PAVAN: Yeah, exactly. I think that’s been some of our experiences, that it turns out that it’s not actually that much less expensive to run a high quality online educational experience than it is to have an in-person educational experience. So I think that’s another realization that people have been having, um, Over the course of several years, as I’ve, as I’ve experienced this whole, you know, pendulum swing of, Oh, we’re all going to be online and it’s the wave of the future. Um, yeah, maybe not so much.
KIERAN: Just to clarify… the class you were teaching online, before spring of 2020, is that a lecture course? Is there a lab associated with that course?
PAVAN: Yes, It’s a lecture course.
KIERAN: Ok, and you were teaching that online lecture course synchronously?
PAVAN: No, that course was, was asynchronous because the, the lectures were recorded and they were posted. The online students could watch it anytime they wanted. It was asynchronous when it was run. The only thing that was synchronous about it was the exams. They had to take the exams at the same time as the in-person students. But other than that, yeah. Yeah, there was, it was completely asynchronous.

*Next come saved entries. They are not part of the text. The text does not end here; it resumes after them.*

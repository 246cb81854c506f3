//! Common test utilities and helpers for the preview pipeline tests
//!
//! This module provides latches for stepping concurrent scenarios, kernels
//! that block or fail on demand, and display sinks that record what they see.

#![allow(dead_code)]

/// One-shot latch for coordinating test threads
pub mod latch {
    use std::sync::{Condvar, Mutex};
    use std::time::Duration;

    #[derive(Default)]
    pub struct Latch {
        open: Mutex<bool>,
        cond: Condvar,
    }

    impl Latch {
        pub fn new() -> Self {
            Self::default()
        }

        pub fn open(&self) {
            *self.open.lock().unwrap() = true;
            self.cond.notify_all();
        }

        pub fn is_open(&self) -> bool {
            *self.open.lock().unwrap()
        }

        /// Block until opened; panics after five seconds so a broken test cannot hang.
        pub fn wait(&self) {
            let guard = self.open.lock().unwrap();
            let (guard, timeout) = self
                .cond
                .wait_timeout_while(guard, Duration::from_secs(5), |open| !*open)
                .unwrap();
            assert!(*guard && !timeout.timed_out(), "latch was never opened");
        }
    }
}

/// Decoders and rescalers with scripted behavior
pub mod mock_kernels {
    use std::sync::Arc;
    use std::sync::atomic::{AtomicU32, Ordering};
    use std::thread;
    use std::time::Duration;

    use photobooth_preview::capture::YuvPlanes;
    use photobooth_preview::core::scratch::{Pixel, ScratchBuffers};
    use photobooth_preview::processing::{
        CropRescaler, FrameDecoder, Rotation, SquareCropRescaler, Yuv420Decoder,
    };
    use photobooth_preview::{OutputImage, PreviewError, PreviewResult};

    use super::latch::Latch;

    /// On one chosen call, signals `entered` and waits for `release` before decoding.
    pub struct BlockingDecoder {
        pub entered: Arc<Latch>,
        pub release: Arc<Latch>,
        pub calls: Arc<AtomicU32>,
        blocking_call: u32,
        inner: Yuv420Decoder,
    }

    impl BlockingDecoder {
        /// Blocks on the first call.
        pub fn new() -> Self {
            Self::blocking_on(0)
        }

        /// Blocks on the call with zero-based index `call`.
        pub fn blocking_on(call: u32) -> Self {
            Self {
                entered: Arc::new(Latch::new()),
                release: Arc::new(Latch::new()),
                calls: Arc::new(AtomicU32::new(0)),
                blocking_call: call,
                inner: Yuv420Decoder::new(),
            }
        }
    }

    impl FrameDecoder for BlockingDecoder {
        fn decode(
            &mut self,
            planes: YuvPlanes<'_>,
            width: u32,
            height: u32,
            scratch: &mut ScratchBuffers,
        ) -> PreviewResult<()> {
            let call = self.calls.fetch_add(1, Ordering::SeqCst);
            if call == self.blocking_call {
                self.entered.open();
                self.release.wait();
            }
            self.inner.decode(planes, width, height, scratch)
        }
    }

    /// Fails the first `failures` calls, then decodes normally.
    pub struct FailingDecoder {
        failures: u32,
        pub calls: Arc<AtomicU32>,
        inner: Yuv420Decoder,
    }

    impl FailingDecoder {
        pub fn new(failures: u32) -> Self {
            Self {
                failures,
                calls: Arc::new(AtomicU32::new(0)),
                inner: Yuv420Decoder::new(),
            }
        }
    }

    impl FrameDecoder for FailingDecoder {
        fn decode(
            &mut self,
            planes: YuvPlanes<'_>,
            width: u32,
            height: u32,
            scratch: &mut ScratchBuffers,
        ) -> PreviewResult<()> {
            let call = self.calls.fetch_add(1, Ordering::SeqCst);
            if call < self.failures {
                return Err(PreviewError::decode("corrupt frame").with_operation("decode"));
            }
            self.inner.decode(planes, width, height, scratch)
        }
    }

    /// Panics on the first call, then decodes normally.
    pub struct PanicOnceDecoder {
        panicked: bool,
        inner: Yuv420Decoder,
    }

    impl PanicOnceDecoder {
        pub fn new() -> Self {
            Self {
                panicked: false,
                inner: Yuv420Decoder::new(),
            }
        }
    }

    impl FrameDecoder for PanicOnceDecoder {
        fn decode(
            &mut self,
            planes: YuvPlanes<'_>,
            width: u32,
            height: u32,
            scratch: &mut ScratchBuffers,
        ) -> PreviewResult<()> {
            if !self.panicked {
                self.panicked = true;
                panic!("decoder blew up");
            }
            self.inner.decode(planes, width, height, scratch)
        }
    }

    /// Tracks how many decodes overlap, holding each one open briefly.
    pub struct OverlapDecoder {
        pub in_flight: Arc<AtomicU32>,
        pub max_in_flight: Arc<AtomicU32>,
        hold: Duration,
        inner: Yuv420Decoder,
    }

    impl OverlapDecoder {
        pub fn new(hold: Duration) -> Self {
            Self {
                in_flight: Arc::new(AtomicU32::new(0)),
                max_in_flight: Arc::new(AtomicU32::new(0)),
                hold,
                inner: Yuv420Decoder::new(),
            }
        }
    }

    impl FrameDecoder for OverlapDecoder {
        fn decode(
            &mut self,
            planes: YuvPlanes<'_>,
            width: u32,
            height: u32,
            scratch: &mut ScratchBuffers,
        ) -> PreviewResult<()> {
            let now = self.in_flight.fetch_add(1, Ordering::SeqCst) + 1;
            self.max_in_flight.fetch_max(now, Ordering::SeqCst);
            thread::sleep(self.hold);
            let result = self.inner.decode(planes, width, height, scratch);
            self.in_flight.fetch_sub(1, Ordering::SeqCst);
            result
        }
    }

    /// Fails the first `failures` calls, then crops and rescales normally.
    pub struct FailingRescaler {
        failures: u32,
        pub calls: Arc<AtomicU32>,
        inner: SquareCropRescaler,
    }

    impl FailingRescaler {
        pub fn new(failures: u32) -> Self {
            Self {
                failures,
                calls: Arc::new(AtomicU32::new(0)),
                inner: SquareCropRescaler::new(),
            }
        }
    }

    impl CropRescaler for FailingRescaler {
        fn crop_and_rescale(
            &mut self,
            pixels: &[Pixel],
            width: u32,
            height: u32,
            output_size: u32,
            rotation: Rotation,
        ) -> PreviewResult<OutputImage> {
            let call = self.calls.fetch_add(1, Ordering::SeqCst);
            if call < self.failures {
                return Err(PreviewError::rescale("resize kernel rejected the frame"));
            }
            self.inner
                .crop_and_rescale(pixels, width, height, output_size, rotation)
        }
    }
}

/// Display sinks for observing the display context
pub mod mock_sinks {
    use std::sync::{Arc, Mutex};

    use photobooth_preview::{DisplaySink, OutputImage, PreviewError, PreviewResult};

    use super::latch::Latch;

    /// Records the sequence number and size of every rendered image.
    #[derive(Default)]
    pub struct RecordingSink {
        rendered: Mutex<Vec<(u64, u32, u32)>>,
    }

    impl RecordingSink {
        pub fn new() -> Arc<Self> {
            Arc::new(Self::default())
        }

        pub fn sequences(&self) -> Vec<u64> {
            self.rendered.lock().unwrap().iter().map(|r| r.0).collect()
        }

        pub fn sizes(&self) -> Vec<(u32, u32)> {
            self.rendered.lock().unwrap().iter().map(|r| (r.1, r.2)).collect()
        }

        pub fn count(&self) -> usize {
            self.rendered.lock().unwrap().len()
        }
    }

    impl DisplaySink for RecordingSink {
        fn render_image(&self, image: Arc<OutputImage>) -> PreviewResult<()> {
            self.rendered
                .lock()
                .unwrap()
                .push((image.sequence(), image.width(), image.height()));
            Ok(())
        }
    }

    /// Blocks inside `render_image` until `release` is opened.
    #[derive(Default)]
    pub struct GatedSink {
        pub entered: Latch,
        pub release: Latch,
        pub inner: RecordingSink,
    }

    impl GatedSink {
        pub fn new() -> Arc<Self> {
            Arc::new(Self::default())
        }
    }

    impl DisplaySink for GatedSink {
        fn render_image(&self, image: Arc<OutputImage>) -> PreviewResult<()> {
            self.entered.open();
            self.release.wait();
            self.inner.render_image(image)
        }
    }

    /// A view that has been detached from its window.
    pub struct DetachedSink;

    impl DisplaySink for DetachedSink {
        fn render_image(&self, _image: Arc<OutputImage>) -> PreviewResult<()> {
            Err(PreviewError::sink_unavailable("view detached"))
        }
    }
}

DAN: Sounds like you must have had a good bit of warning that you were going to be doing the prep time the quarter before, or the summer before, something like that.
PAVAN: Yeah, exactly. I was also very lucky. I managed to recruit a bunch of very talented undergrads who had taken the course before. I would consult with them and we would, you know, talk about what would be a good experience and what kinds of videos should we make?
And I also collaborated with another colleague of mine, Brian Sato. It was a very collaborative effort, that, that in the end turned out to be, you know, pretty good. Again, I was, I was very concerned with the idea that the experience was the same and the learning was the same.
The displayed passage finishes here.